[Records excerpted from a collection]

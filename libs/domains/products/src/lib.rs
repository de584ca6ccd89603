//! Products Domain
//!
//! Catalog products with soft delete, filtered listing and pagination.
//!
//! # Architecture
//!
//! ```text
//! ┌─────────────┐
//! │  Handlers   │  ← HTTP endpoints, response envelopes
//! └──────┬──────┘
//!        │
//! ┌──────▼──────┐
//! │  Use cases  │  ← Business rules (price, stock, pagination)
//! └──────┬──────┘
//!        │
//! ┌──────▼──────┐
//! │ Repository  │  ← Data access (trait + PostgreSQL / in-memory)
//! └──────┬──────┘
//!        │
//! ┌──────▼──────┐
//! │   Models    │  ← Entities, DTOs, filters
//! └─────────────┘
//! ```
//!
//! # Usage
//!
//! ```rust,no_run
//! use domain_products::{handlers, InMemoryProductRepository, ProductUseCases};
//!
//! let repository = InMemoryProductRepository::new();
//! let use_cases = ProductUseCases::new(repository);
//!
//! let router = handlers::router(use_cases);
//! ```

pub mod entity;
pub mod error;
pub mod filter;
pub mod handlers;
pub mod models;
pub mod pagination;
pub mod postgres;
pub mod repository;
pub mod use_cases;

// Re-export commonly used types
pub use error::{ProductError, ProductResult};
pub use filter::{ProductCondition, ProductPredicate};
pub use models::{
    CreateProduct, NewProduct, PriceInput, Product, ProductChanges, ProductFilters, UpdateProduct,
};
pub use pagination::{PaginatedResult, PaginationParams};
pub use postgres::PgProductRepository;
pub use repository::{InMemoryProductRepository, ProductRepository};
pub use use_cases::{
    CreateProductUseCase, DeleteProductUseCase, GetProductByIdUseCase, GetProductsUseCase,
    ProductUseCases, UpdateProductUseCase,
};
use chrono::{DateTime, Utc};
use rust_decimal::{Decimal, RoundingStrategy};
use serde::{Deserialize, Deserializer, Serialize};
use std::str::FromStr;
use utoipa::ToSchema;
use uuid::Uuid;
use validator::Validate;

/// Product entity - a catalog item as stored
#[derive(Debug, Clone, PartialEq, Serialize, Deserialize, ToSchema)]
#[serde(rename_all = "camelCase")]
pub struct Product {
    /// Unique identifier (UUID v7, time-ordered)
    pub id: Uuid,
    /// Display name (1-255 characters)
    pub name: String,
    /// Free-form description
    pub description: Option<String>,
    /// Unit price with two decimal places, serialized as a string
    #[schema(value_type = String, example = "19.99")]
    pub price: Decimal,
    /// Category name (up to 100 characters)
    pub category: Option<String>,
    /// Quantity in stock
    pub stock: i32,
    pub created_at: DateTime<Utc>,
    pub updated_at: DateTime<Utc>,
    /// Set when the product has been soft-deleted
    pub deleted_at: Option<DateTime<Utc>>,
}

impl Product {
    pub fn is_deleted(&self) -> bool {
        self.deleted_at.is_some()
    }
}

/// Price as supplied by a client: either a JSON number or a numeric string
#[derive(Debug, Clone, PartialEq, Deserialize)]
#[serde(untagged)]
pub enum PriceInput {
    Number(serde_json::Number),
    Text(String),
}

impl PriceInput {
    /// Parse into a decimal. Returns `None` when the value is not numeric.
    pub fn parse(&self) -> Option<Decimal> {
        match self {
            PriceInput::Number(number) => parse_decimal(&number.to_string()),
            PriceInput::Text(text) => parse_decimal(text),
        }
    }
}

impl From<Decimal> for PriceInput {
    fn from(value: Decimal) -> Self {
        PriceInput::Text(value.to_string())
    }
}

impl From<&str> for PriceInput {
    fn from(value: &str) -> Self {
        PriceInput::Text(value.to_string())
    }
}

/// Round to whole cents the way PostgreSQL `numeric(10,2)` does
pub(crate) fn round_to_cents(price: Decimal) -> Decimal {
    let mut rounded = price.round_dp_with_strategy(2, RoundingStrategy::MidpointAwayFromZero);
    rounded.rescale(2);
    rounded
}

fn parse_decimal(raw: &str) -> Option<Decimal> {
    let trimmed = raw.trim();
    if trimmed.is_empty() {
        return None;
    }

    Decimal::from_str(trimmed)
        .or_else(|_| Decimal::from_scientific(trimmed))
        .ok()
}

/// Distinguishes an absent field from an explicit `null`.
fn double_option<'de, T, D>(deserializer: D) -> Result<Option<Option<T>>, D::Error>
where
    T: Deserialize<'de>,
    D: Deserializer<'de>,
{
    Option::<T>::deserialize(deserializer).map(Some)
}

/// DTO for creating a new product
#[derive(Debug, Clone, PartialEq, Deserialize, Validate, ToSchema)]
#[serde(rename_all = "camelCase")]
pub struct CreateProduct {
    #[validate(length(min = 1, max = 255))]
    pub name: String,
    pub description: Option<String>,
    /// Number or numeric string, must be greater than zero
    #[schema(value_type = String, example = "19.99")]
    pub price: PriceInput,
    #[validate(length(max = 100))]
    pub category: Option<String>,
    /// Defaults to 0 when omitted
    pub stock: Option<i32>,
}

/// DTO for partially updating a product.
///
/// `description` and `category` accept an explicit `null` to clear the value.
#[derive(Debug, Clone, Default, PartialEq, Deserialize, Validate, ToSchema)]
#[serde(rename_all = "camelCase")]
pub struct UpdateProduct {
    #[validate(length(min = 1, max = 255))]
    pub name: Option<String>,
    #[serde(default, deserialize_with = "double_option")]
    #[schema(value_type = Option<String>)]
    pub description: Option<Option<String>>,
    #[schema(value_type = Option<String>, example = "24.50")]
    pub price: Option<PriceInput>,
    #[serde(default, deserialize_with = "double_option")]
    #[validate(length(max = 100))]
    #[schema(value_type = Option<String>)]
    pub category: Option<Option<String>>,
    pub stock: Option<i32>,
}

/// Validated insert payload handed to the repository
#[derive(Debug, Clone, PartialEq)]
pub struct NewProduct {
    pub name: String,
    pub description: Option<String>,
    pub price: Decimal,
    pub category: Option<String>,
    pub stock: i32,
}

/// Validated set of field changes handed to the repository.
///
/// Only `Some` fields are written.
#[derive(Debug, Clone, Default, PartialEq)]
pub struct ProductChanges {
    pub name: Option<String>,
    pub description: Option<Option<String>>,
    pub price: Option<Decimal>,
    pub category: Option<Option<String>>,
    pub stock: Option<i32>,
}

impl ProductChanges {
    /// Apply the changes to an in-memory product, leaving timestamps untouched
    pub fn apply_to(&self, product: &mut Product) {
        if let Some(ref name) = self.name {
            product.name = name.clone();
        }
        if let Some(ref description) = self.description {
            product.description = description.clone();
        }
        if let Some(price) = self.price {
            product.price = price;
        }
        if let Some(ref category) = self.category {
            product.category = category.clone();
        }
        if let Some(stock) = self.stock {
            product.stock = stock;
        }
    }
}

/// Listing filters. Every field is optional and they combine with AND.
#[derive(Debug, Clone, Default, PartialEq, Serialize, Deserialize, ToSchema)]
#[serde(rename_all = "camelCase")]
pub struct ProductFilters {
    /// Exact category match
    pub category: Option<String>,
    /// Inclusive lower price bound
    #[schema(value_type = Option<String>)]
    pub min_price: Option<Decimal>,
    /// Inclusive upper price bound
    #[schema(value_type = Option<String>)]
    pub max_price: Option<Decimal>,
    /// When true, only products with stock > 0
    pub in_stock: Option<bool>,
    /// Case-insensitive substring of name or description
    pub search: Option<String>,
}
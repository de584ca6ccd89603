//! Readiness probe backed by the storage health check.

use crate::state::{AppState, Storage};
use axum::{
    extract::State,
    response::{IntoResponse, Response},
};
use axum_helpers::server::{HealthCheckFuture, run_health_checks};

/// 200 once storage answers, 503 otherwise
pub async fn ready_handler(State(state): State<AppState>) -> Response {
    let mut checks: Vec<(&str, HealthCheckFuture<'_>)> = Vec::new();

    if let Storage::Postgres(db) = &state.storage {
        checks.push((
            "database",
            Box::pin(async move {
                let status = database::postgres::check_health_detailed(db).await;
                tracing::debug!(response_time_ms = status.response_time_ms, "Database probe");

                if status.healthy {
                    Ok(())
                } else {
                    Err(status.message.unwrap_or_default())
                }
            }),
        ));
    }

    match run_health_checks(checks).await {
        Ok(ok) => ok.into_response(),
        Err(unavailable) => unavailable.into_response(),
    }
}
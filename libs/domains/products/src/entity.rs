use rust_decimal::Decimal;
use sea_orm::ActiveValue::Set;
use sea_orm::entity::prelude::*;

use crate::models::{NewProduct, Product, ProductChanges};

pub const TAG: &str = "Products";

/// Sea-ORM Entity for the products table
#[derive(Clone, Debug, PartialEq, DeriveEntityModel)]
#[sea_orm(table_name = "products")]
pub struct Model {
    #[sea_orm(primary_key, auto_increment = false)]
    pub id: Uuid,
    pub name: String,
    #[sea_orm(column_type = "Text", nullable)]
    pub description: Option<String>,
    #[sea_orm(column_type = "Decimal(Some((10, 2)))")]
    pub price: Decimal,
    pub category: Option<String>,
    pub stock: i32,
    pub created_at: DateTimeWithTimeZone,
    pub updated_at: DateTimeWithTimeZone,
    pub deleted_at: Option<DateTimeWithTimeZone>,
}

#[derive(Copy, Clone, Debug, EnumIter, DeriveRelation)]
pub enum Relation {}

impl ActiveModelBehavior for ActiveModel {}

impl From<Model> for Product {
    fn from(model: Model) -> Self {
        Self {
            id: model.id,
            name: model.name,
            description: model.description,
            price: model.price,
            category: model.category,
            stock: model.stock,
            created_at: model.created_at.into(),
            updated_at: model.updated_at.into(),
            deleted_at: model.deleted_at.map(Into::into),
        }
    }
}

impl From<NewProduct> for ActiveModel {
    fn from(input: NewProduct) -> Self {
        let now: DateTimeWithTimeZone = chrono::Utc::now().into();

        ActiveModel {
            id: Set(Uuid::now_v7()),
            name: Set(input.name),
            description: Set(input.description),
            price: Set(input.price),
            category: Set(input.category),
            stock: Set(input.stock),
            created_at: Set(now),
            updated_at: Set(now),
            deleted_at: Set(None),
        }
    }
}

impl ProductChanges {
    /// Mark the supplied fields as changed on an existing row
    pub(crate) fn apply_to_active(self, active: &mut ActiveModel) {
        if let Some(name) = self.name {
            active.name = Set(name);
        }
        if let Some(description) = self.description {
            active.description = Set(description);
        }
        if let Some(price) = self.price {
            active.price = Set(price);
        }
        if let Some(category) = self.category {
            active.category = Set(category);
        }
        if let Some(stock) = self.stock {
            active.stock = Set(stock);
        }
    }
}
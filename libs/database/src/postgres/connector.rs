use sea_orm::{ConnectOptions, Database, DatabaseConnection, DbErr};
use sea_orm_migration::MigratorTrait;
use tracing::info;

use super::PostgresConfig;
use crate::common::{DatabaseError, DatabaseResult, RetryConfig, retry_with_backoff};

/// Open a pool from `config`
///
/// ```ignore
/// use core_config::FromEnv;
/// use database::postgres::{PostgresConfig, connect_from_config};
///
/// let db = connect_from_config(PostgresConfig::from_env()?).await?;
/// ```
pub async fn connect_from_config(config: PostgresConfig) -> Result<DatabaseConnection, DbErr> {
    connect_with_options(config.into_connect_options()).await
}

pub async fn connect_with_options(options: ConnectOptions) -> Result<DatabaseConnection, DbErr> {
    let max_connections = options.get_max_connections();
    let db = Database::connect(options).await?;
    info!(?max_connections, "Connected to PostgreSQL");
    Ok(db)
}

/// Open a pool, retrying with exponential backoff while the server is unreachable
///
/// `None` uses [`RetryConfig::default`].
pub async fn connect_from_config_with_retry(
    config: PostgresConfig,
    retry_config: Option<RetryConfig>,
) -> DatabaseResult<DatabaseConnection> {
    let options = config.into_connect_options();

    retry_with_backoff(
        || connect_with_options(options.clone()),
        retry_config.unwrap_or_default(),
    )
    .await
    .map_err(|e| DatabaseError::ConnectionFailed(e.to_string()))
}

/// Apply every pending migration of `M`
///
/// ```ignore
/// use migration::Migrator;
///
/// database::postgres::run_migrations::<Migrator>(&db, "catalog_api").await?;
/// ```
pub async fn run_migrations<M: MigratorTrait>(
    db: &DatabaseConnection,
    app_name: &str,
) -> DatabaseResult<()> {
    info!(app = app_name, "Running database migrations");
    M::up(db, None)
        .await
        .map_err(|e| DatabaseError::MigrationError(e.to_string()))?;
    info!(app = app_name, "Migrations completed");
    Ok(())
}

/// Close the pool, waiting for checked-out connections to be returned
pub async fn close(db: DatabaseConnection) -> DatabaseResult<()> {
    db.close().await?;
    info!("PostgreSQL pool closed");
    Ok(())
}
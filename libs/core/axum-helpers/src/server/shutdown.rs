use tokio::signal;
use tracing::{error, info};

/// Resolves on SIGINT or SIGTERM.
///
/// If a handler cannot be installed the error is logged and that signal is
/// never observed.
pub async fn shutdown_signal() {
    let ctrl_c = async {
        if let Err(e) = signal::ctrl_c().await {
            error!("Failed to install Ctrl+C handler: {}", e);
            std::future::pending::<()>().await;
        }
    };

    #[cfg(unix)]
    let terminate = async {
        match signal::unix::signal(signal::unix::SignalKind::terminate()) {
            Ok(mut stream) => {
                stream.recv().await;
            }
            Err(e) => {
                error!("Failed to install SIGTERM handler: {}", e);
                std::future::pending::<()>().await;
            }
        }
    };

    #[cfg(not(unix))]
    let terminate = std::future::pending::<()>();

    tokio::select! {
        _ = ctrl_c => {
            info!("Received SIGINT (Ctrl+C), shutting down gracefully");
        },
        _ = terminate => {
            info!("Received SIGTERM, shutting down gracefully");
        },
    }
}
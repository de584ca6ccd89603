use migration::Migrator;
use sea_orm_migration::cli;

/// Schema CLI for the catalog database (`up`, `down`, `status`, `fresh`, ...).
/// Reads `DATABASE_URL` like the service does.
#[tokio::main]
async fn main() {
    cli::run_cli(Migrator).await;
}
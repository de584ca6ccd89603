//! # Axum Helpers
//!
//! Shared HTTP plumbing for the catalog service.
//!
//! ## Modules
//!
//! - **[`server`]**: router assembly with OpenAPI UIs, health endpoints, graceful shutdown
//! - **[`http`]**: CORS, security headers, per-IP rate limiting
//! - **[`errors`]**: `AppError` and the uniform `{code, error, message, details}` body
//! - **[`extractors`]**: `UuidPath` and `ValidatedJson`
//!
//! ## Quick Start
//!
//! ```ignore
//! use axum_helpers::server::{create_production_app, create_router};
//! use core_config::{Environment, server::ServerConfig};
//!
//! let router = create_router::<ApiDoc>(api_routes, &Environment::from_env())?;
//! create_production_app(router, &ServerConfig::default(), Duration::from_secs(30), async {}).await?;
//! ```

pub mod errors;
pub mod extractors;
pub mod http;
pub mod server;

pub use errors::{AppError, ErrorCode, ErrorResponse};
pub use extractors::{UuidPath, ValidatedJson};
pub use http::{RateLimit, RateLimitConfig, enforce_rate_limit, security_headers};
pub use server::{
    HealthCheckFuture, HealthResponse, create_production_app, create_router, health_router,
    run_health_checks, shutdown_signal,
};
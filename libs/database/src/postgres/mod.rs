//! PostgreSQL pool setup, migrations and health probe

mod config;
mod connector;
mod health;

pub use config::PostgresConfig;
pub use connector::{
    close, connect_from_config, connect_from_config_with_retry, connect_with_options,
    run_migrations,
};
pub use health::{HealthStatus, check_health, check_health_detailed};

pub use sea_orm::{ConnectOptions, DatabaseConnection, DbErr};
pub use sea_orm_migration::MigratorTrait;
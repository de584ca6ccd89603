pub use sea_orm_migration::prelude::*;

mod m20250601_000000_create_products;

pub struct Migrator;

#[async_trait::async_trait]
impl MigratorTrait for Migrator {
    fn migrations() -> Vec<Box<dyn MigrationTrait>> {
        vec![Box::new(m20250601_000000_create_products::Migration)]
    }
}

(Activity): Nothing but the lines from the first line of the data through the line with "pub use postgres::PgProductRepository;" should be returned, exactly as they appear, both ends included.

(Exercise output):
filename libs/domains/products/src/lib.rs
repository de584ca6ccd89603
//! Products Domain
//!
//! Catalog products with soft delete, filtered listing and pagination.
//!
//! # Architecture
//!
//! ```text
//! ┌─────────────┐
//! │  Handlers   │  ← HTTP endpoints, response envelopes
//! └──────┬──────┘
//!        │
//! ┌──────▼──────┐
//! │  Use cases  │  ← Business rules (price, stock, pagination)
//! └──────┬──────┘
//!        │
//! ┌──────▼──────┐
//! │ Repository  │  ← Data access (trait + PostgreSQL / in-memory)
//! └──────┬──────┘
//!        │
//! ┌──────▼──────┐
//! │   Models    │  ← Entities, DTOs, filters
//! └─────────────┘
//! ```
//!
//! # Usage
//!
//! ```rust,no_run
//! use domain_products::{handlers, InMemoryProductRepository, ProductUseCases};
//!
//! let repository = InMemoryProductRepository::new();
//! let use_cases = ProductUseCases::new(repository);
//!
//! let router = handlers::router(use_cases);
//! ```

pub mod entity;
pub mod error;
pub mod filter;
pub mod handlers;
pub mod models;
pub mod pagination;
pub mod postgres;
pub mod repository;
pub mod use_cases;

// Re-export commonly used types
pub use error::{ProductError, ProductResult};
pub use filter::{ProductCondition, ProductPredicate};
pub use models::{
    CreateProduct, NewProduct, PriceInput, Product, ProductChanges, ProductFilters, UpdateProduct,
};
pub use pagination::{PaginatedResult, PaginationParams};
pub use postgres::PgProductRepository;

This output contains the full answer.